**What you have to do**
Give the data again exactly as it is written.

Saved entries
/---

// src/handlers/session.rs

use axum::{Extension, Json, response::IntoResponse};
use serde_json::json;

use crate::utils::jwt::Session;

/// Describes the signed-in caller and where their dashboard lives.
pub async fn current_session(Extension(session): Extension<Session>) -> impl IntoResponse {
    Json(json!({
        "success": true,
        "user_id": session.user_id,
        "role": session.role,
        "dashboard": session.role.dashboard_path(),
    }))
}

/// Liveness check.
pub async fn health() -> impl IntoResponse {
    Json(json!({ "success": true, "status": "ok" }))
}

\---

**Expected output**
// src/handlers/session.rs

use axum::{Extension, Json, response::IntoResponse};
use serde_json::json;

use crate::utils::jwt::Session;

/// Describes the signed-in caller and where their dashboard lives.
pub async fn current_session(Extension(session): Extension<Session>) -> impl IntoResponse {
    Json(json!({
        "success": true,
        "user_id": session.user_id,
        "role": session.role,
        "dashboard": session.role.dashboard_path(),
    }))
}

/// Liveness check.
pub async fn health() -> impl IntoResponse {
    Json(json!({ "success": true, "status": "ok" }))
}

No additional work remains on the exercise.